#### [Assigned task]
Your response should consist of the records, reproduced exactly.

Collected data entries:
----
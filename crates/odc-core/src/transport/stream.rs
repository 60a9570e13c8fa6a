//! Chunked streaming HTTP transport (fallback when libcurl is not built in).

use super::{HttpTransport, TransferError};
use crate::progress::DownloadProgress;
use std::io::{Read, Write};

/// Bytes read from the response per chunk.
pub const CHUNK_SIZE: usize = 1024;

/// Blocking reqwest client reading the body in fixed-size chunks.
#[derive(Debug, Clone)]
pub struct StreamTransport {
    client: reqwest::blocking::Client,
}

impl StreamTransport {
    pub fn new() -> Result<Self, TransferError> {
        let client = reqwest::blocking::Client::builder()
            // whole-file transfers can take hours
            .timeout(None::<std::time::Duration>)
            .build()?;
        Ok(Self { client })
    }
}

impl HttpTransport for StreamTransport {
    fn name(&self) -> &'static str {
        "stream"
    }

    fn fetch(
        &self,
        url: &str,
        sink: &mut dyn Write,
        on_progress: &mut dyn FnMut(DownloadProgress),
    ) -> Result<u64, TransferError> {
        let mut response = self.client.get(url).send()?;
        let status = response.status();
        if !status.is_success() {
            return Err(TransferError::Status(u32::from(status.as_u16())));
        }

        let total = match response.content_length() {
            Some(len) => len,
            None => {
                // no declared length: write the body in one go, no progress
                let written = response.copy_to(sink)?;
                return Ok(written);
            }
        };

        let mut buf = [0u8; CHUNK_SIZE];
        let mut downloaded = 0u64;
        loop {
            let n = response.read(&mut buf)?;
            if n == 0 {
                break;
            }
            sink.write_all(&buf[..n])?;
            downloaded += n as u64;
            on_progress(DownloadProgress::new(downloaded, total));
        }
        Ok(downloaded)
    }
}
//! Download progress events.
//!
//! The core only produces plain data; how a line is drawn (and redrawn) is up
//! to the observer.

use std::fmt;
use std::path::Path;

const KIB: u64 = 1024;

/// Snapshot of one transfer: bytes received so far and the declared total
/// (0 when unknown).
#[derive(Debug, Clone, Copy, PartialEq, Eq, Default)]
pub struct DownloadProgress {
    pub downloaded: u64,
    pub total: u64,
}

impl DownloadProgress {
    pub fn new(downloaded: u64, total: u64) -> Self {
        Self { downloaded, total }
    }

    pub fn downloaded_kib(&self) -> u64 {
        self.downloaded / KIB
    }

    pub fn total_kib(&self) -> u64 {
        self.total / KIB
    }

    /// Whole percent, floored; 0 when the total is unknown.
    pub fn percent(&self) -> u64 {
        if self.total == 0 {
            return 0;
        }
        (u128::from(self.downloaded) * 100 / u128::from(self.total)) as u64
    }
}

impl fmt::Display for DownloadProgress {
    fn fmt(&self, f: &mut fmt::Formatter<'_>) -> fmt::Result {
        write!(
            f,
            "Progress: {}/{} kiB ({}%)",
            self.downloaded_kib(),
            self.total_kib(),
            self.percent()
        )
    }
}

/// Receives the lifecycle of each single-file download.
pub trait DownloadObserver {
    /// Called once per file, before any byte is transferred.
    fn on_start(&mut self, destination: &Path);
    /// Called as data arrives (not called for transfers without progress).
    fn on_progress(&mut self, progress: DownloadProgress);
    /// Called after a whole-file HTTP transfer has completed.
    fn on_finish(&mut self) {}
}

#[cfg(test)]
mod tests {
    use super::*;

    #[test]
    fn half_way() {
        let p = DownloadProgress::new(512 * 1024, 1024 * 1024);
        assert_eq!(p.downloaded_kib(), 512);
        assert_eq!(p.total_kib(), 1024);
        assert_eq!(p.percent(), 50);
    }

    #[test]
    fn unknown_total_is_zero_percent() {
        let p = DownloadProgress::new(0, 0);
        assert_eq!(p.percent(), 0);
        assert_eq!(DownloadProgress::new(4096, 0).percent(), 0);
    }

    #[test]
    fn values_are_floored() {
        let p = DownloadProgress::new(1023, 3000);
        assert_eq!(p.downloaded_kib(), 0);
        assert_eq!(p.total_kib(), 2);
        assert_eq!(p.percent(), 34);
        assert_eq!(DownloadProgress::new(2, 3).percent(), 66);
    }

    #[test]
    fn display_line() {
        let p = DownloadProgress::new(512 * 1024, 1024 * 1024);
        assert_eq!(p.to_string(), "Progress: 512/1024 kiB (50%)");
    }

    #[test]
    fn large_sizes_do_not_overflow() {
        let p = DownloadProgress::new(u64::MAX / 2, u64::MAX);
        assert_eq!(p.percent(), 49);
    }
}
----
#### [Answer to the problem]
filename crates/odc-core/src/transport/stream.rs
repository 60a9570e13c8fa6a
//! Chunked streaming HTTP transport (fallback when libcurl is not built in).

use super::{HttpTransport, TransferError};
use crate::progress::DownloadProgress;
use std::io::{Read, Write};

/// Bytes read from the response per chunk.
pub const CHUNK_SIZE: usize = 1024;

/// Blocking reqwest client reading the body in fixed-size chunks.
#[derive(Debug, Clone)]
pub struct StreamTransport {
    client: reqwest::blocking::Client,
}

impl StreamTransport {
    pub fn new() -> Result<Self, TransferError> {
        let client = reqwest::blocking::Client::builder()
            // whole-file transfers can take hours
            .timeout(None::<std::time::Duration>)
            .build()?;
        Ok(Self { client })
    }
}

impl HttpTransport for StreamTransport {
    fn name(&self) -> &'static str {
        "stream"
    }

    fn fetch(
        &self,
        url: &str,
        sink: &mut dyn Write,
        on_progress: &mut dyn FnMut(DownloadProgress),
    ) -> Result<u64, TransferError> {
        let mut response = self.client.get(url).send()?;
        let status = response.status();
        if !status.is_success() {
            return Err(TransferError::Status(u32::from(status.as_u16())));
        }

        let total = match response.content_length() {
            Some(len) => len,
            None => {
                // no declared length: write the body in one go, no progress
                let written = response.copy_to(sink)?;
                return Ok(written);
            }
        };

        let mut buf = [0u8; CHUNK_SIZE];
        let mut downloaded = 0u64;
        loop {
            let n = response.read(&mut buf)?;
            if n == 0 {
                break;
            }
            sink.write_all(&buf[..n])?;
            downloaded += n as u64;
            on_progress(DownloadProgress::new(downloaded, total));
        }
        Ok(downloaded)
    }
}
//! Download progress events.
//!
//! The core only produces plain data; how a line is drawn (and redrawn) is up
//! to the observer.

use std::fmt;
use std::path::Path;

const KIB: u64 = 1024;

/// Snapshot of one transfer: bytes received so far and the declared total
/// (0 when unknown).
#[derive(Debug, Clone, Copy, PartialEq, Eq, Default)]
pub struct DownloadProgress {
    pub downloaded: u64,
    pub total: u64,
}

impl DownloadProgress {
    pub fn new(downloaded: u64, total: u64) -> Self {
        Self { downloaded, total }
    }

    pub fn downloaded_kib(&self) -> u64 {
        self.downloaded / KIB
    }

    pub fn total_kib(&self) -> u64 {
        self.total / KIB
    }

    /// Whole percent, floored; 0 when the total is unknown.
    pub fn percent(&self) -> u64 {
        if self.total == 0 {
            return 0;
        }
        (u128::from(self.downloaded) * 100 / u128::from(self.total)) as u64
    }
}

impl fmt::Display for DownloadProgress {
    fn fmt(&self, f: &mut fmt::Formatter<'_>) -> fmt::Result {
        write!(
            f,
            "Progress: {}/{} kiB ({}%)",
            self.downloaded_kib(),
            self.total_kib(),
            self.percent()
        )
    }
}

/// Receives the lifecycle of each single-file download.
pub trait DownloadObserver {
    /// Called once per file, before any byte is transferred.
    fn on_start(&mut self, destination: &Path);
    /// Called as data arrives (not called for transfers without progress).
    fn on_progress(&mut self, progress: DownloadProgress);
    /// Called after a whole-file HTTP transfer has completed.
    fn on_finish(&mut self) {}
}

#[cfg(test)]
mod tests {
    use super::*;

    #[test]
    fn half_way() {
        let p = DownloadProgress::new(512 * 1024, 1024 * 1024);
        assert_eq!(p.downloaded_kib(), 512);
        assert_eq!(p.total_kib(), 1024);
        assert_eq!(p.percent(), 50);
    }

    #[test]
    fn unknown_total_is_zero_percent() {
        let p = DownloadProgress::new(0, 0);
        assert_eq!(p.percent(), 0);
        assert_eq!(DownloadProgress::new(4096, 0).percent(), 0);
    }

    #[test]
    fn values_are_floored() {
        let p = DownloadProgress::new(1023, 3000);
        assert_eq!(p.downloaded_kib(), 0);
        assert_eq!(p.total_kib(), 2);
        assert_eq!(p.percent(), 34);
        assert_eq!(DownloadProgress::new(2, 3).percent(), 66);
    }

    #[test]
    fn display_line() {
        let p = DownloadProgress::new(512 * 1024, 1024 * 1024);
        assert_eq!(p.to_string(), "Progress: 512/1024 kiB (50%)");
    }

    #[test]
    fn large_sizes_do_not_overflow() {
        let p = DownloadProgress::new(u64::MAX / 2, u64::MAX);
        assert_eq!(p.percent(), 49);
    }
}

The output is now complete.